**Your objective:**
Exactly as it appears, restate the whole listing.

:: Data shown ::

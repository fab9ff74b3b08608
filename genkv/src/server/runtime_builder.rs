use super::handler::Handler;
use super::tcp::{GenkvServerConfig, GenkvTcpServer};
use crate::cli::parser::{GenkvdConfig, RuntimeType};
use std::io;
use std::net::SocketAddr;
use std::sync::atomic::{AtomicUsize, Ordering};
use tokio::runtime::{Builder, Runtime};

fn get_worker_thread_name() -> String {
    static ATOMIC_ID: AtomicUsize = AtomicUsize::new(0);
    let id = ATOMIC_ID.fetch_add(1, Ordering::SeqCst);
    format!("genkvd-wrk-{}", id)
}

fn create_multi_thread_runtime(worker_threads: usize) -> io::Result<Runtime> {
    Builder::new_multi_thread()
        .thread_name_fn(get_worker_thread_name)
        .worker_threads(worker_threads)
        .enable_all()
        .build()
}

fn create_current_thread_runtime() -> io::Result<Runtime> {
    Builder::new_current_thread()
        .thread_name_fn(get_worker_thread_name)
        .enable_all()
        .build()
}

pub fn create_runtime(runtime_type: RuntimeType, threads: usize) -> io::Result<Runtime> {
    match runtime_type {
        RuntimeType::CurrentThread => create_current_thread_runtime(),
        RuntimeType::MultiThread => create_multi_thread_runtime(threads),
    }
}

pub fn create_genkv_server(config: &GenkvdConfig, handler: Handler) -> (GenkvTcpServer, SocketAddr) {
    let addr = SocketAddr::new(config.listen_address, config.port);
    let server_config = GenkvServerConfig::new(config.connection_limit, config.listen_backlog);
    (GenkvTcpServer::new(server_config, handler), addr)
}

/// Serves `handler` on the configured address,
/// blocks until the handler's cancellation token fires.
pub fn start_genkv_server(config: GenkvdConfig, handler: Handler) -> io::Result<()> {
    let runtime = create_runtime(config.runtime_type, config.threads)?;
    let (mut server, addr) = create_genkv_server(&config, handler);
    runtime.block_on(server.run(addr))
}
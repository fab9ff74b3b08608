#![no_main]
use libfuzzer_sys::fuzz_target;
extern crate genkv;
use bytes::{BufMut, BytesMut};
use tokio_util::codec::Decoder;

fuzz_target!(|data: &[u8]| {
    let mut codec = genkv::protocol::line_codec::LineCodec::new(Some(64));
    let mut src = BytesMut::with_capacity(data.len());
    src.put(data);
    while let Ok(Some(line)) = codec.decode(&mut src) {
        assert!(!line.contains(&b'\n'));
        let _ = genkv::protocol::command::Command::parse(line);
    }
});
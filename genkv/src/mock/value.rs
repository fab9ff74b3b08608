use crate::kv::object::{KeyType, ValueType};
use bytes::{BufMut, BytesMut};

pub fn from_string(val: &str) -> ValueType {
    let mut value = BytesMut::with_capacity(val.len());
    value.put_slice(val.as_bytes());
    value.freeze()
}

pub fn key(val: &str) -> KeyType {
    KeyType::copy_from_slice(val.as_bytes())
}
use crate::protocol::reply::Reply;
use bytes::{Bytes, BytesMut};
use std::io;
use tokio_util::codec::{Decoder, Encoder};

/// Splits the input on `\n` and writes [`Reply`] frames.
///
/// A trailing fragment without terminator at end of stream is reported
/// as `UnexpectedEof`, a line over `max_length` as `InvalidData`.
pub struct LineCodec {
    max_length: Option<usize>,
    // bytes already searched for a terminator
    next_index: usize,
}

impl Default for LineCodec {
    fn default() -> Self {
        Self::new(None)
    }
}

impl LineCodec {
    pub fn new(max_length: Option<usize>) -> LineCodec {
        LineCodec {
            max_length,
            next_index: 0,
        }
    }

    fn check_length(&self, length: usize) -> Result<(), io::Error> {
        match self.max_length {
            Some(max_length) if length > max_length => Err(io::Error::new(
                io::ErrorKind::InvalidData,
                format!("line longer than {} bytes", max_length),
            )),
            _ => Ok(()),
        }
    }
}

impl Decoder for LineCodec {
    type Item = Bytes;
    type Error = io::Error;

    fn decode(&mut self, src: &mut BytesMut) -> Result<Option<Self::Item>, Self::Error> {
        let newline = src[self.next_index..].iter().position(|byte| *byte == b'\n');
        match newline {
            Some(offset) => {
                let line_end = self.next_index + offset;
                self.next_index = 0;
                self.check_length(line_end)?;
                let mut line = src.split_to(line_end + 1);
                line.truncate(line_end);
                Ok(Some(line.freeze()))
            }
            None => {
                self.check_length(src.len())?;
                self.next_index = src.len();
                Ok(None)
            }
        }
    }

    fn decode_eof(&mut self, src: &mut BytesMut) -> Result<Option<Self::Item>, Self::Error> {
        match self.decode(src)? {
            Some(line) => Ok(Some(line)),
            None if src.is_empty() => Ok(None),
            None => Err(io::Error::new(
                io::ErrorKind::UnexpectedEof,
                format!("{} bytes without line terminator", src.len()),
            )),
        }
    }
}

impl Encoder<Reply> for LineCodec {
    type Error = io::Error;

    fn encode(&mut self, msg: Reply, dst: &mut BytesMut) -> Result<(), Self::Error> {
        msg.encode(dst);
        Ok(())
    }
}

:::

**Task output:**
repository fab9ff74b3b08608
filename genkv/src/server/runtime_builder.rs
use super::handler::Handler;
use super::tcp::{GenkvServerConfig, GenkvTcpServer};
use crate::cli::parser::{GenkvdConfig, RuntimeType};
use std::io;
use std::net::SocketAddr;
use std::sync::atomic::{AtomicUsize, Ordering};
use tokio::runtime::{Builder, Runtime};

fn get_worker_thread_name() -> String {
    static ATOMIC_ID: AtomicUsize = AtomicUsize::new(0);
    let id = ATOMIC_ID.fetch_add(1, Ordering::SeqCst);
    format!("genkvd-wrk-{}", id)
}

fn create_multi_thread_runtime(worker_threads: usize) -> io::Result<Runtime> {
    Builder::new_multi_thread()
        .thread_name_fn(get_worker_thread_name)
        .worker_threads(worker_threads)
        .enable_all()
        .build()
}

fn create_current_thread_runtime() -> io::Result<Runtime> {
    Builder::new_current_thread()
        .thread_name_fn(get_worker_thread_name)
        .enable_all()
        .build()
}

pub fn create_runtime(runtime_type: RuntimeType, threads: usize) -> io::Result<Runtime> {
    match runtime_type {
        RuntimeType::CurrentThread => create_current_thread_runtime(),
        RuntimeType::MultiThread => create_multi_thread_runtime(threads),
    }
}

pub fn create_genkv_server(config: &GenkvdConfig, handler: Handler) -> (GenkvTcpServer, SocketAddr) {
    let addr = SocketAddr::new(config.listen_address, config.port);
    let server_config = GenkvServerConfig::new(config.connection_limit, config.listen_backlog);
    (GenkvTcpServer::new(server_config, handler), addr)
}

/// Serves `handler` on the configured address,
/// blocks until the handler's cancellation token fires.
pub fn start_genkv_server(config: GenkvdConfig, handler: Handler) -> io::Result<()> {
    let runtime = create_runtime(config.runtime_type, config.threads)?;
    let (mut server, addr) = create_genkv_server(&config, handler);
    runtime.block_on(server.run(addr))
}
repository fab9ff74b3b08608
#![no_main]
use libfuzzer_sys::fuzz_target;
extern crate genkv;
use bytes::{BufMut, BytesMut};
use tokio_util::codec::Decoder;

fuzz_target!(|data: &[u8]| {
    let mut codec = genkv::protocol::line_codec::LineCodec::new(Some(64));
    let mut src = BytesMut::with_capacity(data.len());
    src.put(data);
    while let Ok(Some(line)) = codec.decode(&mut src) {
        assert!(!line.contains(&b'\n'));
        let _ = genkv::protocol::command::Command::parse(line);
    }
});
filename genkv/src/mock/value.rs
repository fab9ff74b3b08608
use crate::kv::object::{KeyType, ValueType};
use bytes::{BufMut, BytesMut};

pub fn from_string(val: &str) -> ValueType {
    let mut value = BytesMut::with_capacity(val.len());
    value.put_slice(val.as_bytes());
    value.freeze()
}

pub fn key(val: &str) -> KeyType {
    KeyType::copy_from_slice(val.as_bytes())
}
use crate::protocol::reply::Reply;
use bytes::{Bytes, BytesMut};
use std::io;
use tokio_util::codec::{Decoder, Encoder};

/// Splits the input on `\n` and writes [`Reply`] frames.
///
/// A trailing fragment without terminator at end of stream is reported
/// as `UnexpectedEof`, a line over `max_length` as `InvalidData`.
pub struct LineCodec {
    max_length: Option<usize>,
    // bytes already searched for a terminator
    next_index: usize,
}

impl Default for LineCodec {
    fn default() -> Self {
        Self::new(None)
    }
}

impl LineCodec {
    pub fn new(max_length: Option<usize>) -> LineCodec {
        LineCodec {
            max_length,
            next_index: 0,
        }
    }

    fn check_length(&self, length: usize) -> Result<(), io::Error> {
        match self.max_length {
            Some(max_length) if length > max_length => Err(io::Error::new(
                io::ErrorKind::InvalidData,
                format!("line longer than {} bytes", max_length),
            )),
            _ => Ok(()),
        }
    }
}

impl Decoder for LineCodec {
    type Item = Bytes;
    type Error = io::Error;

    fn decode(&mut self, src: &mut BytesMut) -> Result<Option<Self::Item>, Self::Error> {
        let newline = src[self.next_index..].iter().position(|byte| *byte == b'\n');
        match newline {
            Some(offset) => {
                let line_end = self.next_index + offset;
                self.next_index = 0;
                self.check_length(line_end)?;
                let mut line = src.split_to(line_end + 1);
                line.truncate(line_end);
                Ok(Some(line.freeze()))
            }
            None => {
                self.check_length(src.len())?;
                self.next_index = src.len();
                Ok(None)
            }
        }
    }

    fn decode_eof(&mut self, src: &mut BytesMut) -> Result<Option<Self::Item>, Self::Error> {
        match self.decode(src)? {
            Some(line) => Ok(Some(line)),
            None if src.is_empty() => Ok(None),
            None => Err(io::Error::new(
                io::ErrorKind::UnexpectedEof,
                format!("{} bytes without line terminator", src.len()),
            )),
        }
    }
}

impl Encoder<Reply> for LineCodec {
    type Error = io::Error;

    fn encode(&mut self, msg: Reply, dst: &mut BytesMut) -> Result<(), Self::Error> {
        msg.encode(dst);
        Ok(())
    }
}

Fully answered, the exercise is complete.